The STE camp was founded by Iain Douglas Hamilton, a British biologist and one of the world’s foremost authorities on elephants. He and his remarkable wife Oria, who was born and raised in Kenya, were key witnesses to the ivory poachers’ slaughter of elephants in the 1980s that reduced the continent’s elephant population from an estimated 1.3 million in 1979 to perhaps as few as 400,000 today. In the 1970s and 80s, the couple spent months of each year flying in small planes over the 37 elephant range states conducting an aerial census that revealed the extent of the loss and helped lead to the CITES 1989 international ivory ban.
Since then, STE has conducted research that has improved our understanding of elephant behavior, which is influenced more than ever by the rising human population and the loss of elephant habitat. GPS collar tracking of elephants in Kenya, Mali, and other countries has revealed that elephants, intelligent creatures with a lifespan similar to own, understand the risks of crossing human inhabited areas. (They run, don’t walk, at night through areas where elephants have been poached for ivory or shot as crop raiders). What might seem like minutiae has critical importance. For example recent studies show that elephants naturally fear African honey bees, suggesting that the mere addition of beehives to “elephant proof” fencing can make crops protection more effective.
STE’s work was all the more relevant because CITES has revisited its ban on ivory sales. In 2008, CITES permitted South Africa, Namibia and Botswana, whose elephant populations have been steadily increasing, to sell stockpiled ivory (collected from natural deaths in game parks) to Japan and China.
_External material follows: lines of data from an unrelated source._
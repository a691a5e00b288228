mod cache;
pub mod client;
mod docker;

use bollard::models::{ContainerConfig, ContainerInspectResponse};
use chrono::{DateTime, Utc};

pub use cache::{containers_from_summaries, extract_tags_by_repo, images_from_summaries, ContainerListing};
pub use client::{
    AttachStreams, ClientFactory, CommitOptions, DockerApi, LogChunks, LogOptions, ProgressMessage,
    ProgressStream,
};
pub use docker::{BollardClient, BollardClientFactory};

/// Status text the daemon reports while a container is being deleted.
pub const REMOVAL_IN_PROGRESS: &str = "Removal In Progress";
/// Prefix of the status text of a stopped container, e.g. `Exited (0) 2 minutes ago`.
pub const EXITED_PREFIX: &str = "Exited";
/// Placeholder the daemon uses for untagged images.
pub const NONE_TAG: &str = "<none>";

#[derive(Debug, Clone, PartialEq)]
pub struct Container {
    pub id: String,
    pub names: Vec<String>,
    /// First name without the leading slash.
    pub name: String,
    pub image: String,
    pub command: Option<String>,
    pub created: Option<DateTime<Utc>>,
    /// Human readable status, e.g. `Up 3 minutes`.
    pub status: String,
    pub state: ContainerStatus,
    pub swarm_service: Option<String>,
    pub swarm_stack: Option<String>,
    pub compose_service: Option<String>,
    pub compose_project: Option<String>,
}

impl Container {
    pub fn is_exited(&self) -> bool {
        self.status.starts_with(EXITED_PREFIX)
    }
}

#[derive(Debug, Clone, Copy, PartialEq, Eq)]
pub enum ContainerStatus {
    Created,
    Running,
    Paused,
    Stopped,
    Restarting,
    Removing,
    Exited,
    Dead,
}

impl From<String> for ContainerStatus {
    fn from(s: String) -> Self {
        match s.as_str() {
            "created" => ContainerStatus::Created,
            "running" => ContainerStatus::Running,
            "paused" => ContainerStatus::Paused,
            "stopped" => ContainerStatus::Stopped,
            "restarting" => ContainerStatus::Restarting,
            "removing" => ContainerStatus::Removing,
            "exited" => ContainerStatus::Exited,
            "dead" => ContainerStatus::Dead,
            _ => ContainerStatus::Running,
        }
    }
}

/// One cache entry per (repo, tag) of a raw image.
#[derive(Debug, Clone, PartialEq)]
pub struct Image {
    pub id: String,
    pub parent_id: String,
    pub repo: String,
    pub tag: String,
    /// Every tag the raw image carries for `repo`.
    pub tags: Vec<String>,
    /// The raw `repo:tag` list, shared by all entries of the same image.
    pub repo_tags: Vec<String>,
    pub created: Option<DateTime<Utc>>,
    pub size: i64,
    pub virtual_size: i64,
    pub intermediate: bool,
    pub dangling: bool,
}

impl Image {
    pub fn reference(&self) -> String {
        format!("{}:{}", self.repo, self.tag)
    }
}

/// Result of inspecting a container.
#[derive(Debug, Clone)]
pub struct ContainerInfo {
    raw: ContainerInspectResponse,
}

impl ContainerInfo {
    pub fn new(raw: ContainerInspectResponse) -> Self {
        Self { raw }
    }

    pub fn id(&self) -> Option<&str> {
        self.raw.id.as_deref()
    }

    pub fn name(&self) -> Option<&str> {
        self.raw.name.as_deref().map(|n| n.trim_start_matches('/'))
    }

    pub fn config(&self) -> Option<&ContainerConfig> {
        self.raw.config.as_ref()
    }

    pub fn tty(&self) -> bool {
        self.config().and_then(|c| c.tty).unwrap_or(false)
    }

    pub fn running(&self) -> bool {
        self.raw
            .state
            .as_ref()
            .and_then(|s| s.running)
            .unwrap_or(false)
    }

    pub fn raw(&self) -> &ContainerInspectResponse {
        &self.raw
    }

    pub fn into_raw(self) -> ContainerInspectResponse {
        self.raw
    }
}

/// Daemon information and version merged together.
#[derive(Debug, Clone, Default, PartialEq)]
pub struct ConnectionInfo {
    pub containers: i64,
    pub images: i64,
    pub driver: Option<String>,
    pub kernel_version: Option<String>,
    pub operating_system: Option<String>,
    pub cpus: i64,
    pub total_memory: i64,
    pub server_version: Option<String>,
    pub api_version: Option<String>,
    pub go_version: Option<String>,
    pub os: Option<String>,
    pub arch: Option<String>,
}

#[derive(Debug, Clone, PartialEq, Eq)]
pub struct ImageSearchResult {
    pub name: String,
    pub description: String,
    pub official: bool,
    pub automated: bool,
    pub stars: i64,
}
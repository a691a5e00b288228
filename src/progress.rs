use std::path::Path;
use std::sync::Arc;

use async_trait::async_trait;
use futures::StreamExt;
use log::{debug, warn};
use tokio::io::{AsyncWrite, AsyncWriteExt};
use tokio::sync::mpsc;
use tokio::task::JoinHandle;

use crate::connection::Connection;
use crate::container_management::{ProgressMessage, ProgressStream};
use crate::error::{DockerError, Result};

const BUILD_COMPLETE: &str = "Successfully built";
const BUILD_STEP: &str = "Step ";

/// Receives the messages of a build, pull or push in order.
#[async_trait]
pub trait ProgressHandler: Send {
    async fn process_message(&mut self, message: ProgressMessage) -> Result<()>;
}

/// Something that displays how far a long running operation got.
pub trait ProgressMonitor: Send + Sync {
    fn begin(&self, task: &str);
    fn set_percentage(&self, percent: u8);
    fn cancel(&self);
    fn done(&self);
}

/// Monitor for callers that do not display progress.
pub struct NoProgress;

impl ProgressMonitor for NoProgress {
    fn begin(&self, _task: &str) {}
    fn set_percentage(&self, _percent: u8) {}
    fn cancel(&self) {}
    fn done(&self) {}
}

/// Feeds every message of `stream` to `handler`.
///
/// Returns the image id the daemon announced, if any.
pub async fn relay<H>(mut stream: ProgressStream, handler: &mut H) -> Result<Option<String>>
where
    H: ProgressHandler + ?Sized,
{
    let mut image_id = None;
    while let Some(message) = stream.next().await {
        let message = message?;
        if message.image_id.is_some() {
            image_id = message.image_id.clone();
        }
        handler.process_message(message).await?;
    }
    Ok(image_id)
}

/// Console output of a build. Appending never blocks; a background task
/// does the writing.
pub struct BuildConsole {
    lines: mpsc::UnboundedSender<String>,
    writer: JoinHandle<()>,
}

impl BuildConsole {
    pub fn new<W>(mut out: W) -> Self
    where
        W: AsyncWrite + Send + Unpin + 'static,
    {
        let (lines, mut rx) = mpsc::unbounded_channel::<String>();
        let writer = tokio::spawn(async move {
            while let Some(text) = rx.recv().await {
                if let Err(e) = out.write_all(text.as_bytes()).await {
                    warn!("Writing to the build console failed: {}", e);
                    return;
                }
                let _ = out.flush().await;
            }
            let _ = out.shutdown().await;
        });
        Self { lines, writer }
    }

    pub fn append(&self, text: &str) {
        let _ = self.lines.send(text.to_string());
    }

    /// Flushes what is queued and closes the output.
    pub async fn close(self) {
        drop(self.lines);
        if let Err(e) = self.writer.await {
            warn!("Build console writer panicked: {}", e);
        }
    }
}

/// Number of instructions in a Dockerfile: lines that are neither blank nor comments.
pub async fn count_dockerfile_instructions(path: &Path) -> Result<usize> {
    let contents = tokio::fs::read_to_string(path).await?;
    Ok(contents
        .lines()
        .map(str::trim)
        .filter(|line| !line.is_empty() && !line.starts_with('#'))
        .count())
}

/// Percentage reached by the last `Step N` marker of `text`.
///
/// Several steps may arrive in one message, so the last marker wins.
pub fn step_percentage(text: &str, lines: usize) -> Option<u8> {
    if lines == 0 {
        return None;
    }
    let start = text.rfind(BUILD_STEP)? + BUILD_STEP.len();
    let digits: String = text[start..]
        .chars()
        .take_while(|c| c.is_ascii_digit())
        .collect();
    let step: usize = digits.parse().ok()?;
    // build output may echo arbitrary "Step" text
    let percentage = step.checked_add(1)?.checked_mul(100)? / lines;
    Some(percentage.min(100) as u8)
}

/// Turns build messages into percentages, console output and an image
/// refresh once the build succeeded.
pub struct BuildProgressRelay {
    image: String,
    lines: usize,
    connection: Option<Connection>,
    monitor: Arc<dyn ProgressMonitor>,
    console: Option<BuildConsole>,
    started: bool,
}

impl BuildProgressRelay {
    /// `lines` is the instruction count of the Dockerfile being built.
    pub fn new(image: impl Into<String>, lines: usize, monitor: Arc<dyn ProgressMonitor>) -> Self {
        Self {
            image: image.into(),
            lines,
            connection: None,
            monitor,
            console: None,
            started: false,
        }
    }

    pub fn with_connection(mut self, connection: Connection) -> Self {
        self.connection = Some(connection);
        self
    }

    pub fn with_console(mut self, console: BuildConsole) -> Self {
        self.console = Some(console);
        self
    }

    pub async fn finish(self) {
        if self.started {
            self.monitor.done();
        }
        if let Some(console) = self.console {
            console.close().await;
        }
    }
}

#[async_trait]
impl ProgressHandler for BuildProgressRelay {
    async fn process_message(&mut self, mut message: ProgressMessage) -> Result<()> {
        if let Some(error) = message.error.take() {
            self.monitor.cancel();
            return Err(DockerError::BuildFailed {
                image: self.image.clone(),
                message: error,
            });
        }

        let text = message.stream.or(message.status).unwrap_or_default();
        if !self.started {
            self.monitor.begin(&format!("Building image {}", self.image));
            self.started = true;
        }
        if text.starts_with(BUILD_COMPLETE) {
            self.monitor.set_percentage(100);
            match &self.connection {
                Some(connection) => {
                    if let Err(e) = connection.images(true).await {
                        warn!("Refreshing images after building {} failed: {}", self.image, e);
                    }
                }
                None => debug!("Built {} without a connection to refresh", self.image),
            }
        } else if let Some(percentage) = step_percentage(&text, self.lines) {
            self.monitor.set_percentage(percentage);
        }

        if let Some(console) = &self.console {
            console.append(&text);
        }
        Ok(())
    }
}

/// Relays pull and push messages to a console. An error message aborts the transfer.
pub struct TransferProgressRelay {
    image: String,
    monitor: Arc<dyn ProgressMonitor>,
    console: Option<BuildConsole>,
    started: bool,
}

impl TransferProgressRelay {
    pub fn new(image: impl Into<String>, monitor: Arc<dyn ProgressMonitor>) -> Self {
        Self {
            image: image.into(),
            monitor,
            console: None,
            started: false,
        }
    }

    pub fn with_console(mut self, console: BuildConsole) -> Self {
        self.console = Some(console);
        self
    }

    pub async fn finish(self) {
        if self.started {
            self.monitor.done();
        }
        if let Some(console) = self.console {
            console.close().await;
        }
    }
}

#[async_trait]
impl ProgressHandler for TransferProgressRelay {
    async fn process_message(&mut self, mut message: ProgressMessage) -> Result<()> {
        if let Some(error) = message.error.take() {
            self.monitor.cancel();
            return Err(DockerError::ImageTransfer {
                image: self.image.clone(),
                message: error,
            });
        }
        if !self.started {
            self.monitor.begin(&format!("Transferring image {}", self.image));
            self.started = true;
        }
        if let Some(console) = &self.console {
            let mut line = String::new();
            if let Some(id) = &message.id {
                line.push_str(id);
                line.push_str(": ");
            }
            line.push_str(message.text().unwrap_or_default());
            if let Some(progress) = &message.progress {
                line.push(' ');
                line.push_str(progress);
            }
            line.push('\n');
            console.append(&line);
        }
        Ok(())
    }
}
Since then, poaching has increased across much of the elephant’s northern range; the last six elephants in all of Sierra Leone were shot late last year, and Senegal may also have no elephants left. In its next meeting of signatories March 13-26 in Doha, Qatar, CITES will consider a proposal from Tanzania and Zambia, which also have healthy elephant populations, to sell their ivory stockpiles. Kenya and 13 other range states, meanwhile are calling for a blanket 20 year ivory sale moratorium, arguing that no elephant population is really safe from the combination of rising ivory demand, local corruption, and escalating black market prices.
For travelers, the loss of Elephant Watch Camp is equally devastating. In 2001, Oria decided to create a camp a short drive along the river from the STE camp. Her aim was two-fold: To be able to spend time closer to Iain, and to offer guests (and potential STE donors) the chance to learn about elephants from the local people who live with them and study them.
The six-tented camp was one of the loveliest I’ve stayed at during two decades of traveling across Africa. Apart from the tent canvas and decorative Kenyan and Somali textiles, which Oria installed with an artists’ eye, everything was made from locally gathered material, including the beds, chairs, and settees constructed from dead branches along the river that elephants themselves had knocked down. The young Samburu warriors, born in local manyattas and recruited and trained by the Douglas Hamiltons as camp staff, researchers and safari guides, were knowledgeable, enthusiastic, articulate, providing insights not just into ecosystems, but the Samburu culture and its relation to nature. Thanks to STE research, EWC guides not only described the elephant life in general terms, but as an epic narrative, identifying each member of a family group by name and life story. The loss of employment in the flood is all the more tragic, as it follows northern Kenya’s worst drought in decades, which killed as many as 90 per cent of Samburu goats and cattle.
Although it is too early to assess the cost of the damage, STE Operations Manager Lucy King expects it will cost hundreds of thousands of dollars to rebuild just the research facility. “Ominously,” she says, ” Rain clouds hang over Samburu and more heavy rains are expected as early as this evening at what is only the start of Kenya’s rainy season.”